Hard to believe it’s been 30 years since Management By Walking Around — also known as MBWA –became a catch phrase for hands-on, up-close-and-personal people management. What’s equally amazing is that it’s survived the test of time and remains an extremely effective technique.
It’s probably because MBWA keeps it simple: Check the pulse of people on the front lines, to hear what they think is working and what isn’t working.
Most managers already know how counterproductive it can be to spend the day shackled to a desk, especially in an active manufacturing environment.
But overcoming that is much more than simply getting away for an hour or two here and there.
Taking the time to Walk Around needs to be part of your managerial routine.
(Steer clear of a fixed schedule, but it should happen regularly enough that employees don’t suspect you’re spying and trying to catch them not working.)
Five tactics to keep in mind when formulating your plan for MBWA:
- Travel alone — leave your posse behind. The idea is a series of one-to-one interactions with individual workers, not communication by committee.
- Spread yourself around equally. Over the long run, you should be spending roughly the same amount of time with everybody. That doesn’t mean walking around with a stopwatch timing your visits. It’s just that if people see you leaning one certain way, they’re going to fell slighted — even discriminated against.
- Ask for input. Encourage employees to share their ideas about improving processes with you — you really want to hear what they have to offer. Then, if one of those ideas bears fruit, make sure everyone else knows where it came from.

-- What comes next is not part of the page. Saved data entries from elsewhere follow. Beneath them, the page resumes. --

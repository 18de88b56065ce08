//! Support/resistance detection.
//!
//! Local extrema on highs and lows are clustered by price proximity; each
//! cluster becomes a level whose strength blends touch count, recency, and
//! bounce magnitude, with an optional uplift from volume and perpetual
//! series (open interest, funding) when those are loaded.

use serde::{Deserialize, Serialize};

use crate::market::series::Candle;
use crate::market::MarketData;

#[derive(Debug, Clone, Copy, PartialEq, Eq, Serialize, Deserialize)]
#[serde(rename_all = "lowercase")]
pub enum LevelType {
    Support,
    Resistance,
    Both,
}

#[derive(Debug, Clone, PartialEq, Serialize, Deserialize)]
pub struct SRLevel {
    pub price: f64,
    pub level_type: LevelType,
    /// Combined score in [0, 1].
    pub strength: f64,
    pub touches: usize,
    pub volume_score: f64,
    pub oi_score: f64,
    pub funding_score: f64,
}

#[derive(Debug, Clone, Serialize, Deserialize)]
pub struct SrConfig {
    /// Bars on each side an extremum must dominate.
    pub window: usize,
    /// Relative price distance for clustering extrema (0.002 = 0.2%).
    pub price_tolerance: f64,
    /// Cap on returned levels, strongest first.
    pub max_levels: usize,
}

impl Default for SrConfig {
    fn default() -> Self {
        Self {
            window: 5,
            price_tolerance: 0.002,
            max_levels: 10,
        }
    }
}

#[derive(Debug, Clone, Copy)]
struct Extremum {
    index: usize,
    price: f64,
    volume: f64,
    is_high: bool,
}

/// Detect support/resistance levels over the loaded OHLCV, enriched by
/// perpetual series when present. Levels are returned strongest first.
pub fn detect(data: &MarketData, config: &SrConfig) -> Vec<SRLevel> {
    let candles = data.candles();
    detect_levels(candles, data, config)
}

fn detect_levels(candles: &[Candle], data: &MarketData, config: &SrConfig) -> Vec<SRLevel> {
    let n = candles.len();
    let w = config.window;
    if n < 2 * w + 1 {
        return Vec::new();
    }

    let mut extrema = Vec::new();
    for i in w..n - w {
        let high = candles[i].high;
        let low = candles[i].low;
        let is_local_max = (i - w..=i + w).all(|j| candles[j].high <= high);
        let is_local_min = (i - w..=i + w).all(|j| candles[j].low >= low);
        if is_local_max {
            extrema.push(Extremum {
                index: i,
                price: high,
                volume: candles[i].volume,
                is_high: true,
            });
        }
        if is_local_min {
            extrema.push(Extremum {
                index: i,
                price: low,
                volume: candles[i].volume,
                is_high: false,
            });
        }
    }
    if extrema.is_empty() {
        return Vec::new();
    }

    let clusters = cluster_by_price(&mut extrema, config.price_tolerance);

    let avg_volume = candles.iter().map(|c| c.volume).sum::<f64>() / n as f64;
    let mut levels: Vec<SRLevel> = clusters
        .iter()
        .map(|cluster| build_level(cluster, candles, data, avg_volume, w))
        .collect();

    levels.sort_by(|a, b| {
        b.strength
            .partial_cmp(&a.strength)
            .unwrap_or(std::cmp::Ordering::Equal)
    });
    levels.truncate(config.max_levels);
    levels
}

/// Greedy clustering over price-sorted extrema: a new extremum joins the
/// current cluster while it stays within tolerance of the cluster mean.
fn cluster_by_price(extrema: &mut [Extremum], tolerance: f64) -> Vec<Vec<Extremum>> {
    extrema.sort_by(|a, b| {
        a.price
            .partial_cmp(&b.price)
            .unwrap_or(std::cmp::Ordering::Equal)
    });

    let mut clusters: Vec<Vec<Extremum>> = Vec::new();
    for e in extrema.iter().copied() {
        match clusters.last_mut() {
            Some(cluster) => {
                let mean =
                    cluster.iter().map(|x| x.price).sum::<f64>() / cluster.len() as f64;
                if (e.price - mean).abs() / mean <= tolerance {
                    cluster.push(e);
                } else {
                    clusters.push(vec![e]);
                }
            }
            None => clusters.push(vec![e]),
        }
    }
    clusters
}

fn build_level(
    cluster: &[Extremum],
    candles: &[Candle],
    data: &MarketData,
    avg_volume: f64,
    window: usize,
) -> SRLevel {
    let n = candles.len();
    let touches = cluster.len();
    let price = cluster.iter().map(|e| e.price).sum::<f64>() / touches as f64;

    let highs = cluster.iter().filter(|e| e.is_high).count();
    let lows = touches - highs;
    let level_type = if highs > lows {
        LevelType::Resistance
    } else if lows > highs {
        LevelType::Support
    } else {
        LevelType::Both
    };

    // Touch count saturates at 5; recency favours recently-tested levels;
    // bounce measures the average reversal off the level.
    let touch_score = (touches as f64 / 5.0).min(1.0);
    let last_touch = cluster.iter().map(|e| e.index).max().unwrap_or(0);
    let recency_score = last_touch as f64 / (n - 1).max(1) as f64;
    let bounce_score = bounce_magnitude(cluster, candles, window);

    let base = 0.4 * touch_score + 0.3 * recency_score + 0.3 * bounce_score;

    let cluster_volume = cluster.iter().map(|e| e.volume).sum::<f64>() / touches as f64;
    let volume_score = if avg_volume > 0.0 {
        (cluster_volume / (2.0 * avg_volume)).min(1.0)
    } else {
        0.0
    };
    let oi_score = oi_score_at(cluster, candles, data);
    let funding_score = funding_score_at(cluster, candles, data);

    // Volume plus perpetual context can add at most 50% on top of the base.
    let uplift = 0.5 * volume_score + 0.25 * oi_score + 0.25 * funding_score;
    let strength = (base * (1.0 + 0.5 * uplift)).min(1.0);

    SRLevel {
        price,
        level_type,
        strength,
        touches,
        volume_score,
        oi_score,
        funding_score,
    }
}

/// Mean reversal off the level within `window` bars after each touch, as a
/// fraction of the level price, saturating at 2%.
fn bounce_magnitude(cluster: &[Extremum], candles: &[Candle], window: usize) -> f64 {
    let mut total = 0.0;
    let mut counted = 0usize;
    for e in cluster {
        let end = (e.index + window).min(candles.len() - 1);
        if end <= e.index {
            continue;
        }
        let slice = &candles[e.index + 1..=end];
        let reversal = if e.is_high {
            let low = slice.iter().map(|c| c.low).fold(f64::MAX, f64::min);
            (e.price - low) / e.price
        } else {
            let high = slice.iter().map(|c| c.high).fold(f64::MIN, f64::max);
            (high - e.price) / e.price
        };
        total += reversal.max(0.0);
        counted += 1;
    }
    if counted == 0 {
        return 0.0;
    }
    ((total / counted as f64) / 0.02).min(1.0)
}

/// Open-interest deviation around the level's touches: levels formed while
/// OI spiked carry more positioning weight.
fn oi_score_at(cluster: &[Extremum], candles: &[Candle], data: &MarketData) -> f64 {
    let Some(oi) = data.open_interest() else {
        return 0.0;
    };
    if oi.len() < 3 {
        return 0.0;
    }
    let values: Vec<f64> = oi.iter().map(|p| p.value).collect();
    let mean = values.iter().sum::<f64>() / values.len() as f64;
    let var =
        values.iter().map(|v| (v - mean).powi(2)).sum::<f64>() / (values.len() - 1) as f64;
    let std = var.sqrt();
    if std <= 0.0 {
        return 0.0;
    }

    let mut z_sum = 0.0;
    let mut counted = 0usize;
    for e in cluster {
        let ts = candles[e.index].ts;
        let idx = oi.partition_point(|p| p.ts <= ts);
        if idx == 0 {
            continue;
        }
        let z = (oi[idx - 1].value - mean) / std;
        z_sum += z.abs();
        counted += 1;
    }
    if counted == 0 {
        return 0.0;
    }
    ((z_sum / counted as f64) / 3.0).min(1.0)
}

/// Funding extremity around the level's touches.
fn funding_score_at(cluster: &[Extremum], candles: &[Candle], data: &MarketData) -> f64 {
    let Some(funding) = data.funding() else {
        return 0.0;
    };
    if funding.is_empty() {
        return 0.0;
    }

    let mut rate_sum = 0.0;
    let mut counted = 0usize;
    for e in cluster {
        let ts = candles[e.index].ts;
        let idx = funding.partition_point(|p| p.ts <= ts);
        if idx == 0 {
            continue;
        }
        rate_sum += funding[idx - 1].rate.abs();
        counted += 1;
    }
    if counted == 0 {
        return 0.0;
    }
    // 0.1% funding per interval is already an extreme print.
    ((rate_sum / counted as f64) / 0.001).min(1.0)
}

/// Strongest support strictly below `price`.
pub fn nearest_support(price: f64, levels: &[SRLevel]) -> Option<&SRLevel> {
    levels
        .iter()
        .filter(|l| l.price < price && l.level_type != LevelType::Resistance)
        .max_by(|a, b| {
            a.price
                .partial_cmp(&b.price)
                .unwrap_or(std::cmp::Ordering::Equal)
        })
}

/// Nearest resistance strictly above `price`.
pub fn nearest_resistance(price: f64, levels: &[SRLevel]) -> Option<&SRLevel> {
    levels
        .iter()
        .filter(|l| l.price > price && l.level_type != LevelType::Support)
        .min_by(|a, b| {
            a.price
                .partial_cmp(&b.price)
                .unwrap_or(std::cmp::Ordering::Equal)
        })
}

#[cfg(test)]
mod tests {
    use super::*;
    use crate::market::series::{Series, SeriesData, SeriesMeta};
    use crate::market::symbol::{Exchange, Symbol};
    use crate::market::timeframe::Timeframe;
    use chrono::{Duration, TimeZone, Utc};

    /// Price oscillates between ~100 (support) and ~110 (resistance).
    fn oscillating_data() -> MarketData {
        let start = Utc.with_ymd_and_hms(2024, 1, 1, 0, 0, 0).unwrap();
        let mut candles = Vec::new();
        for i in 0..60usize {
            // Triangle wave with period 20: bottoms near 100, tops near 110.
            let phase = i % 20;
            let base = if phase < 10 {
                100.0 + f64::from(phase as u32)
            } else {
                110.0 - f64::from((phase - 10) as u32)
            };
            candles.push(Candle {
                ts: start + Duration::hours(i as i64),
                open: base,
                high: base + 0.4,
                low: base - 0.4,
                close: base,
                volume: 100.0,
            });
        }
        let mut data = MarketData::new();
        data.insert(Series {
            meta: SeriesMeta::ohlcv(Symbol::new("BTC", "USDT"), Exchange::Binance, Timeframe::H1),
            data: SeriesData::Ohlcv(candles),
        });
        data
    }

    #[test]
    fn detects_support_and_resistance_bands() {
        let data = oscillating_data();
        let levels = detect(&data, &SrConfig::default());
        assert!(!levels.is_empty());

        let has_resistance = levels
            .iter()
            .any(|l| l.level_type != LevelType::Support && (l.price - 110.4).abs() < 1.0);
        let has_support = levels
            .iter()
            .any(|l| l.level_type != LevelType::Resistance && (l.price - 99.6).abs() < 1.0);
        assert!(has_resistance, "levels: {levels:?}");
        assert!(has_support, "levels: {levels:?}");
    }

    #[test]
    fn strength_is_bounded() {
        let data = oscillating_data();
        for level in detect(&data, &SrConfig::default()) {
            assert!((0.0..=1.0).contains(&level.strength));
            assert!(level.touches >= 1);
        }
    }

    #[test]
    fn too_short_history_yields_nothing() {
        let start = Utc.with_ymd_and_hms(2024, 1, 1, 0, 0, 0).unwrap();
        let candles: Vec<Candle> = (0..5)
            .map(|i| Candle {
                ts: start + Duration::hours(i),
                open: 100.0,
                high: 101.0,
                low: 99.0,
                close: 100.0,
                volume: 1.0,
            })
            .collect();
        let mut data = MarketData::new();
        data.insert(Series {
            meta: SeriesMeta::ohlcv(Symbol::new("BTC", "USDT"), Exchange::Binance, Timeframe::H1),
            data: SeriesData::Ohlcv(candles),
        });
        assert!(detect(&data, &SrConfig::default()).is_empty());
    }

    #[test]
    fn nearest_level_lookups() {
        let levels = vec![
            SRLevel {
                price: 95.0,
                level_type: LevelType::Support,
                strength: 0.5,
                touches: 3,
                volume_score: 0.0,
                oi_score: 0.0,
                funding_score: 0.0,
            },
            SRLevel {
                price: 98.0,
                level_type: LevelType::Support,
                strength: 0.4,
                touches: 2,
                volume_score: 0.0,
                oi_score: 0.0,
                funding_score: 0.0,
            },
            SRLevel {
                price: 105.0,
                level_type: LevelType::Resistance,
                strength: 0.6,
                touches: 4,
                volume_score: 0.0,
                oi_score: 0.0,
                funding_score: 0.0,
            },
        ];
        assert_eq!(nearest_support(100.0, &levels).unwrap().price, 98.0);
        assert_eq!(nearest_resistance(100.0, &levels).unwrap().price, 105.0);
        // A support above the price is not a candidate.
        assert!(nearest_support(94.0, &levels).is_none());
        assert!(nearest_resistance(106.0, &levels).is_none());
    }
}
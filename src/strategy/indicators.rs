// Thin wrappers over rust_ti with front NaN padding so indicator values line
// up with the source index: the value at index i uses the window ending at i.

use rust_ti::standard_indicators::bulk as sti;

/// Pad a bulk indicator result to `len` values with leading NaNs.
pub fn pad_front(values: &[f64], len: usize) -> Vec<f64> {
    let offset = len.saturating_sub(values.len());
    let mut padded = vec![f64::NAN; offset];
    padded.extend_from_slice(values);
    padded.truncate(len);
    padded
}

/// Simple moving average aligned to the source index.
pub fn sma(values: &[f64], period: usize) -> Vec<f64> {
    let n = values.len();
    if period == 0 || n < period {
        return vec![f64::NAN; n];
    }
    pad_front(&sti::simple_moving_average(values, period), n)
}

/// Exponential moving average aligned to the source index.
pub fn ema(values: &[f64], period: usize) -> Vec<f64> {
    let n = values.len();
    if period == 0 || n < period {
        return vec![f64::NAN; n];
    }
    pad_front(&sti::exponential_moving_average(values, period), n)
}

/// Standard 14-period RSI aligned to the source index.
pub fn rsi(values: &[f64]) -> Vec<f64> {
    let n = values.len();
    if n < 14 {
        return vec![f64::NAN; n];
    }
    pad_front(&sti::rsi(values), n)
}

/// SMA-smoothed ATR over rolling windows, aligned to the source index.
pub fn atr(close: &[f64], high: &[f64], low: &[f64], period: usize) -> Vec<f64> {
    let n = close.len();
    if period == 0 || n < period {
        return vec![f64::NAN; n];
    }
    let values: Vec<f64> = (0..=n - period)
        .map(|i| {
            let end = i + period;
            rust_ti::other_indicators::single::average_true_range(
                &close[i..end],
                &high[i..end],
                &low[i..end],
                rust_ti::ConstantModelType::SimpleMovingAverage,
            )
        })
        .collect();
    pad_front(&values, n)
}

- OK, you don’t have the answer now … But tell employees you’ll follow up and get back to them — then do it. It shows you don’t think you know everything, and that you are a person of your word.
- Praise in public, criticize in private. The purpose of MBWA isn’t to expose someone’s shortcomings for all to see. If you see something you don’t like, make a mental note about it. Come back later and address the concern in private.